▸ **Problem statement**:
Scan each line of the records for the word "summary" and extract the ones that have it.

▸ **Records for the task**:
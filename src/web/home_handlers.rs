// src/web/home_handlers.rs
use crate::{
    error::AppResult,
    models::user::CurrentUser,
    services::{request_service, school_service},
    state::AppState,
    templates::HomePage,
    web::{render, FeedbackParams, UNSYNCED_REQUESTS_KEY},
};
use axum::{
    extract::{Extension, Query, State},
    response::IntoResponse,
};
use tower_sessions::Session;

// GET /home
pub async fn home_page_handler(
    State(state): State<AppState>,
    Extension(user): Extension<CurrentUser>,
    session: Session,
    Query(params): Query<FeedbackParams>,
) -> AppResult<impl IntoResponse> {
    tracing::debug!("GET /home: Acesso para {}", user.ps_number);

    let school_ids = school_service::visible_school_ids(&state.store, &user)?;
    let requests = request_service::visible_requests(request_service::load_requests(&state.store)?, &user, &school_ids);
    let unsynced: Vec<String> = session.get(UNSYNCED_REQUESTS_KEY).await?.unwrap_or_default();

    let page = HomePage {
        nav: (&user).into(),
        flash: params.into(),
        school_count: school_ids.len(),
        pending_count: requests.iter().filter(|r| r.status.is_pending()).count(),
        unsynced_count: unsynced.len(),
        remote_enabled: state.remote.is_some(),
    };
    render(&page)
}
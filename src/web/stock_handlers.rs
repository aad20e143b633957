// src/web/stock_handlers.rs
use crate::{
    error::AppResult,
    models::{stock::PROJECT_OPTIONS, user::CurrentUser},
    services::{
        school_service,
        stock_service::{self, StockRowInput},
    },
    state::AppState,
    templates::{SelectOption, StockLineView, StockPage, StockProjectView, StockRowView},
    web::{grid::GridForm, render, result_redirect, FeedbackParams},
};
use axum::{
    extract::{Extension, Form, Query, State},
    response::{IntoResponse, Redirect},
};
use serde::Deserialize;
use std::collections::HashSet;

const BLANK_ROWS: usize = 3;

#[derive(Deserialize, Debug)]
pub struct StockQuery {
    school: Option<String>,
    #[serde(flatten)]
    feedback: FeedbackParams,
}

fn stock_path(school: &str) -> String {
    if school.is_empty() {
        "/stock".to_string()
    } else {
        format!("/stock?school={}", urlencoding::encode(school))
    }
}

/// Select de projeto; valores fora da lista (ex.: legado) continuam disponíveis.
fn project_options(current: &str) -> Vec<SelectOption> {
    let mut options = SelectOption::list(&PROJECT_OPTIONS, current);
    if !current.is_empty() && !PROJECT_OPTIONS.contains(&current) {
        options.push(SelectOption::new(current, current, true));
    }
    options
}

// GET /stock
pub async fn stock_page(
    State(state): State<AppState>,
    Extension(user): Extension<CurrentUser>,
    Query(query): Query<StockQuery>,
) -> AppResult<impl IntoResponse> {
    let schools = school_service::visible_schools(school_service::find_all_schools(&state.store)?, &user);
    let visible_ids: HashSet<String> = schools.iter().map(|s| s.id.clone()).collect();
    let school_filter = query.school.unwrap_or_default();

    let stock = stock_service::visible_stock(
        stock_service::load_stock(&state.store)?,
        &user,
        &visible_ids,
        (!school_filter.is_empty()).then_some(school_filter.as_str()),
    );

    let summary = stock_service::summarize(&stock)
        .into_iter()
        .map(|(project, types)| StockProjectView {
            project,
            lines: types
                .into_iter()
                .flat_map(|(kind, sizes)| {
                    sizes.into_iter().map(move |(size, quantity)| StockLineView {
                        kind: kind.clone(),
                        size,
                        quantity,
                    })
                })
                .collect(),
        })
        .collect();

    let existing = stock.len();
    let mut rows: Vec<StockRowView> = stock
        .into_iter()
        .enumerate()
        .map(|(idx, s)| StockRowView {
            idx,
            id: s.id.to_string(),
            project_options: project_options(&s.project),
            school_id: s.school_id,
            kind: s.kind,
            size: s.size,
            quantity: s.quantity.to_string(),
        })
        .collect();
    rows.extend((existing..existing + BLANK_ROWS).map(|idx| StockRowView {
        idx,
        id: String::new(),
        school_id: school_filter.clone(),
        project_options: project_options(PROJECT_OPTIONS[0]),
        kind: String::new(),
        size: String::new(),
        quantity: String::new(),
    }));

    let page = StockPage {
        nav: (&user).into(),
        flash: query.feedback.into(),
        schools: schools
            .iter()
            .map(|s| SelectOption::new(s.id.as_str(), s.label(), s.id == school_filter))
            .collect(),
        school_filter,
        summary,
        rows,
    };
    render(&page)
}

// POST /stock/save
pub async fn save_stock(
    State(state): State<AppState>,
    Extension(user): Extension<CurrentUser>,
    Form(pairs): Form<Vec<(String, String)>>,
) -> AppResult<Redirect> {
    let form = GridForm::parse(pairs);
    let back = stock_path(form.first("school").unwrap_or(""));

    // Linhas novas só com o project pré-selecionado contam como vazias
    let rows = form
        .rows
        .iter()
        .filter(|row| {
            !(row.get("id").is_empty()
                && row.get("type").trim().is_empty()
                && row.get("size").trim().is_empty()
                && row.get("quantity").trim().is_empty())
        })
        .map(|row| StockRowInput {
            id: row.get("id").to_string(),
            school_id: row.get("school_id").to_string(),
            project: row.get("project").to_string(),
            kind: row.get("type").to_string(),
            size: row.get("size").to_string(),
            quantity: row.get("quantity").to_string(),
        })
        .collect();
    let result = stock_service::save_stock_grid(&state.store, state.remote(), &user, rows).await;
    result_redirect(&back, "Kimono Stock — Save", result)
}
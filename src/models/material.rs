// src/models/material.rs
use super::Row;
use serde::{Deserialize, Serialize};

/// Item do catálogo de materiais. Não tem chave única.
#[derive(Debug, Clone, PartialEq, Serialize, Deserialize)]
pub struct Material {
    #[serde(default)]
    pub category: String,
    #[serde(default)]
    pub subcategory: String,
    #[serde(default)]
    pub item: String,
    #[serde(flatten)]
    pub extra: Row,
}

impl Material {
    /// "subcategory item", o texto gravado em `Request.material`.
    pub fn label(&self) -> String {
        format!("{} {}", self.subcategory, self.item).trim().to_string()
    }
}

▸ **Task result**:
    let summary = stock_service::summarize(&stock)
        summary,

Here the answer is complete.